(Task prompt): Could you reproduce every record below exactly as it stands?

(Collected data entries)
....

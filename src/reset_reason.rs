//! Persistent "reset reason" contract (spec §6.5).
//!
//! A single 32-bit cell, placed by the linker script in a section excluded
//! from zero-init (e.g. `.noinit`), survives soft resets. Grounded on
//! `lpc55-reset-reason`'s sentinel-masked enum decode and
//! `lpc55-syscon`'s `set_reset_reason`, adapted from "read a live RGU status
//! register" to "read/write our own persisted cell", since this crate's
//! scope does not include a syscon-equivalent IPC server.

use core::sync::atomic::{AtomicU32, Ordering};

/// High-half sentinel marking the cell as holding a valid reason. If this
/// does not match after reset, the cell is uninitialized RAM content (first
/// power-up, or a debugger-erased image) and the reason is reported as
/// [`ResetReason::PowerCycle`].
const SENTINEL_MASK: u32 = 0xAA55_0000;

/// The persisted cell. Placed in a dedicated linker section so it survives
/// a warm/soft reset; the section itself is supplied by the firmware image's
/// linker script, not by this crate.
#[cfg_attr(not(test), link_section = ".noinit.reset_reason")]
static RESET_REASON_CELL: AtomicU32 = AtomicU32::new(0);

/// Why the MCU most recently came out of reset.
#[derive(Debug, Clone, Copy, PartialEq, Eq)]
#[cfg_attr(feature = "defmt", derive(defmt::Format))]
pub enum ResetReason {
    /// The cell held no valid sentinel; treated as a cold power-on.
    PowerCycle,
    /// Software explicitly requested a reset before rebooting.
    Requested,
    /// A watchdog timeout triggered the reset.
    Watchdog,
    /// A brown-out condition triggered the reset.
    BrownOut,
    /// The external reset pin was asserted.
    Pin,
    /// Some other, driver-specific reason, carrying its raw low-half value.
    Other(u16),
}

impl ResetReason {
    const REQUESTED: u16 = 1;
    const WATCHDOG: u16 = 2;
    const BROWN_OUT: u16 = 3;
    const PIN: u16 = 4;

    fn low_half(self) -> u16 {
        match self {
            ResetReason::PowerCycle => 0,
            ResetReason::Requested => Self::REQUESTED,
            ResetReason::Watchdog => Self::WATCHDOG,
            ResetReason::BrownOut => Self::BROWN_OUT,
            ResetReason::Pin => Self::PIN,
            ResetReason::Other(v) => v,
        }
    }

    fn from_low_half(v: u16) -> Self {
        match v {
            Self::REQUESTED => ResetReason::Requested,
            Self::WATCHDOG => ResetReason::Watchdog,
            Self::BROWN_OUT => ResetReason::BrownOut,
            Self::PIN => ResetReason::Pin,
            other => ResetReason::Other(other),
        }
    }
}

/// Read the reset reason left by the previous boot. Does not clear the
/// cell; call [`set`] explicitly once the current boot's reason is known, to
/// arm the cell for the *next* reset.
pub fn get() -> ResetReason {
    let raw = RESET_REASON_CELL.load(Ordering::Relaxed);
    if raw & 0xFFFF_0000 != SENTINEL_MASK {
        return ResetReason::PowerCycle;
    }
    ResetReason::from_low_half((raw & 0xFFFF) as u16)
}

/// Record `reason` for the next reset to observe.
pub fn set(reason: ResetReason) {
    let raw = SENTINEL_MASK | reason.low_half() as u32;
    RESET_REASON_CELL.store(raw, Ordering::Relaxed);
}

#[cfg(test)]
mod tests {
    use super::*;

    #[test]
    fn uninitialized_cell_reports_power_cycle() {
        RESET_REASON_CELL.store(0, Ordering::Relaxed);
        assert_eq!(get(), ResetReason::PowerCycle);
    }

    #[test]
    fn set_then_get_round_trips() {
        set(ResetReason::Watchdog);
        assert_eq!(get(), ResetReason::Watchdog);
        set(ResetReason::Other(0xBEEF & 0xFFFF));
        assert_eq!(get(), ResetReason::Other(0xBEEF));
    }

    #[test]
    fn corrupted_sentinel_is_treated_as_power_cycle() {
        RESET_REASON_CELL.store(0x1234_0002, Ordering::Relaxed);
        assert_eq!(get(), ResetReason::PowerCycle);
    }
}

....

(Written answer):
filename src/reset_reason.rs
//! Persistent "reset reason" contract (spec §6.5).
//!
//! A single 32-bit cell, placed by the linker script in a section excluded
//! from zero-init (e.g. `.noinit`), survives soft resets. Grounded on
//! `lpc55-reset-reason`'s sentinel-masked enum decode and
//! `lpc55-syscon`'s `set_reset_reason`, adapted from "read a live RGU status
//! register" to "read/write our own persisted cell", since this crate's
//! scope does not include a syscon-equivalent IPC server.

use core::sync::atomic::{AtomicU32, Ordering};

/// High-half sentinel marking the cell as holding a valid reason. If this
/// does not match after reset, the cell is uninitialized RAM content (first
/// power-up, or a debugger-erased image) and the reason is reported as
/// [`ResetReason::PowerCycle`].
const SENTINEL_MASK: u32 = 0xAA55_0000;

/// The persisted cell. Placed in a dedicated linker section so it survives
/// a warm/soft reset; the section itself is supplied by the firmware image's
/// linker script, not by this crate.
#[cfg_attr(not(test), link_section = ".noinit.reset_reason")]
static RESET_REASON_CELL: AtomicU32 = AtomicU32::new(0);

/// Why the MCU most recently came out of reset.
#[derive(Debug, Clone, Copy, PartialEq, Eq)]
#[cfg_attr(feature = "defmt", derive(defmt::Format))]
pub enum ResetReason {
    /// The cell held no valid sentinel; treated as a cold power-on.
    PowerCycle,
    /// Software explicitly requested a reset before rebooting.
    Requested,
    /// A watchdog timeout triggered the reset.
    Watchdog,
    /// A brown-out condition triggered the reset.
    BrownOut,
    /// The external reset pin was asserted.
    Pin,
    /// Some other, driver-specific reason, carrying its raw low-half value.
    Other(u16),
}

impl ResetReason {
    const REQUESTED: u16 = 1;
    const WATCHDOG: u16 = 2;
    const BROWN_OUT: u16 = 3;
    const PIN: u16 = 4;

    fn low_half(self) -> u16 {
        match self {
            ResetReason::PowerCycle => 0,
            ResetReason::Requested => Self::REQUESTED,
            ResetReason::Watchdog => Self::WATCHDOG,
            ResetReason::BrownOut => Self::BROWN_OUT,
            ResetReason::Pin => Self::PIN,
            ResetReason::Other(v) => v,
        }
    }

    fn from_low_half(v: u16) -> Self {
        match v {
            Self::REQUESTED => ResetReason::Requested,
            Self::WATCHDOG => ResetReason::Watchdog,
            Self::BROWN_OUT => ResetReason::BrownOut,
            Self::PIN => ResetReason::Pin,
            other => ResetReason::Other(other),
        }
    }
}

/// Read the reset reason left by the previous boot. Does not clear the
/// cell; call [`set`] explicitly once the current boot's reason is known, to
/// arm the cell for the *next* reset.
pub fn get() -> ResetReason {
    let raw = RESET_REASON_CELL.load(Ordering::Relaxed);
    if raw & 0xFFFF_0000 != SENTINEL_MASK {
        return ResetReason::PowerCycle;
    }
    ResetReason::from_low_half((raw & 0xFFFF) as u16)
}

/// Record `reason` for the next reset to observe.
pub fn set(reason: ResetReason) {
    let raw = SENTINEL_MASK | reason.low_half() as u32;
    RESET_REASON_CELL.store(raw, Ordering::Relaxed);
}

#[cfg(test)]
mod tests {
    use super::*;

    #[test]
    fn uninitialized_cell_reports_power_cycle() {
        RESET_REASON_CELL.store(0, Ordering::Relaxed);
        assert_eq!(get(), ResetReason::PowerCycle);
    }

    #[test]
    fn set_then_get_round_trips() {
        set(ResetReason::Watchdog);
        assert_eq!(get(), ResetReason::Watchdog);
        set(ResetReason::Other(0xBEEF & 0xFFFF));
        assert_eq!(get(), ResetReason::Other(0xBEEF));
    }

    #[test]
    fn corrupted_sentinel_is_treated_as_power_cycle() {
        RESET_REASON_CELL.store(0x1234_0002, Ordering::Relaxed);
        assert_eq!(get(), ResetReason::PowerCycle);
    }
}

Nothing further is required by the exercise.